Frijoles Refritos / "re-fried" Beans (purée)


for 10 Molletes


INGREDIENTS:

  • 5 cups of cooked beans (1/2 cup of beans with proportionate amount of liquid for every 2 Molletes)

  • 3-5 Tablespoons of finely chopped cilantro per cup of beans. If you don't like cilantro, use fresh basil or parsley leaves

  • 1 medium onion and 1/2 garlic clove per cup of beans

  • Oil to lightly fry. We use olive oil or coconut oil.


COOKING:

You will need about 1/2 cup of the cooked beans with some of the liquid (add as needed) per "Mollete" (we recommend to serve 2-3 Molletes per person), but of course you can make more and use for another dish or to freeze for later use. 


Note: you can use canned or conserved beans, make sure you rinse them to remove the sugary liquid they are preserved in, and then add a little bit of fresh water when mixing.


Put the beans in a food processor or mixer (you can also use the stand mixer or stick) and include the onion you cooked the beans with and add (do remove the Laurel leaves).


If you are using beans from a can, just mince and fry the onion and garlic at low heat on a large pan with a little oil (not too hot, keep below 80 degrees celcius). Cook until translucid, not burned. Some 2-3 minutes should do.


Add it all in the mixer or food processor. Mix it all until you get the texture of a thick milkshake.


Add more oil to the frying pan, pour the mixture of beans and fry them for about 2-3 minutes again or until they have the consistency of a Hummus.

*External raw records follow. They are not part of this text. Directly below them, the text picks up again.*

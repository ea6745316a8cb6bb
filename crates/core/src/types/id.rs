//! Newtype IDs for type-safe entity references.
//!
//! Use the `define_id!` macro to create ID wrappers that cannot be mixed up
//! with plain integers or with each other.

/// Macro to define a type-safe ID wrapper.
///
/// Creates a newtype wrapper around `i32` with:
/// - `Serialize`/`Deserialize` with `#[serde(transparent)]`
/// - `Debug`, `Clone`, `Copy`, `PartialEq`, `Eq`, `Hash`, `Ord`
/// - Conversion methods: `new()`, `as_i32()`
/// - `From<i32>`, `Into<i32>` and `FromStr` implementations
///
/// # Example
///
/// ```rust
/// # use rocketshoes_core::define_id;
/// define_id!(SkuId);
/// define_id!(WarehouseId);
///
/// let sku = SkuId::new(1);
/// let warehouse = WarehouseId::new(1);
///
/// // These are different types, so this won't compile:
/// // let _: SkuId = warehouse;
/// # let _ = (sku, warehouse);
/// ```
#[macro_export]
macro_rules! define_id {
    ($name:ident) => {
        #[derive(
            Debug,
            Clone,
            Copy,
            PartialEq,
            Eq,
            PartialOrd,
            Ord,
            Hash,
            ::serde::Serialize,
            ::serde::Deserialize
        )]
        #[serde(transparent)]
        pub struct $name(i32);

        impl $name {
            /// Create a new ID from an i32 value.
            #[must_use]
            pub const fn new(id: i32) -> Self {
                Self(id)
            }

            /// Get the underlying i32 value.
            #[must_use]
            pub const fn as_i32(&self) -> i32 {
                self.0
            }
        }

        impl ::core::fmt::Display for $name {
            fn fmt(&self, f: &mut ::core::fmt::Formatter<'_>) -> ::core::fmt::Result {
                write!(f, "{}", self.0)
            }
        }

        impl ::core::str::FromStr for $name {
            type Err = ::core::num::ParseIntError;

            fn from_str(s: &str) -> ::core::result::Result<Self, Self::Err> {
                s.trim().parse::<i32>().map(Self)
            }
        }

        impl From<i32> for $name {
            fn from(id: i32) -> Self {
                Self(id)
            }
        }

        impl From<$name> for i32 {
            fn from(id: $name) -> Self {
                id.0
            }
        }
    };
}

define_id!(ProductId);

#[cfg(test)]
#[allow(clippy::unwrap_used)]
mod tests {
    use super::*;

    #[test]
    fn test_product_id_serializes_as_plain_integer() {
        let id = ProductId::new(5);
        assert_eq!(serde_json::to_string(&id).unwrap(), "5");
        let parsed: ProductId = serde_json::from_str("5").unwrap();
        assert_eq!(parsed, id);
    }

    #[test]
    fn test_product_id_from_str() {
        assert_eq!(" 12 ".parse::<ProductId>().unwrap(), ProductId::new(12));
        assert!("shoe".parse::<ProductId>().is_err());
    }

    #[test]
    fn test_product_id_display() {
        assert_eq!(ProductId::from(42).to_string(), "42");
        assert_eq!(i32::from(ProductId::new(7)), 7);
    }
}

Ready! Serve with crumbled fresh cheese or some leafs of fresh cilantro (coriander).... or now, use them on your Molletes!




Molletes


Molletes with Salsa
Molletes with Salsa
Molletes with Salsa & Guacamole
Molletes with Salsa & Guacamole



INGREDIENTS:

  • 5 cups of refried beans for 10 Molletes

  • 5 small Bolillos or 3 Baguette breads

  • 250 gr of grated Oaxaca. pull in strings or grate. In Mexico we use "Oaxaca" string-cheese, but you could also use Mozzarella cheese for pizza, Provolone cheese, or Asiago cheese. Or by a mixed grated pizza cheese


Serve with:

  • Salsa of your preference

  • Guacamole



COOKING

  • Pre-heat the oven at 220 degrees celcius

  • Bread cut in 2 halves as if to make a "torta" or sandwich In Mexico we use "Bolillo" or Baguette bread,... or similar. In a desperate case, you could even use pizza bread base.

  • Spread beans onto the bread halves

  • Place of a baking sheet (use baking paper or similar!)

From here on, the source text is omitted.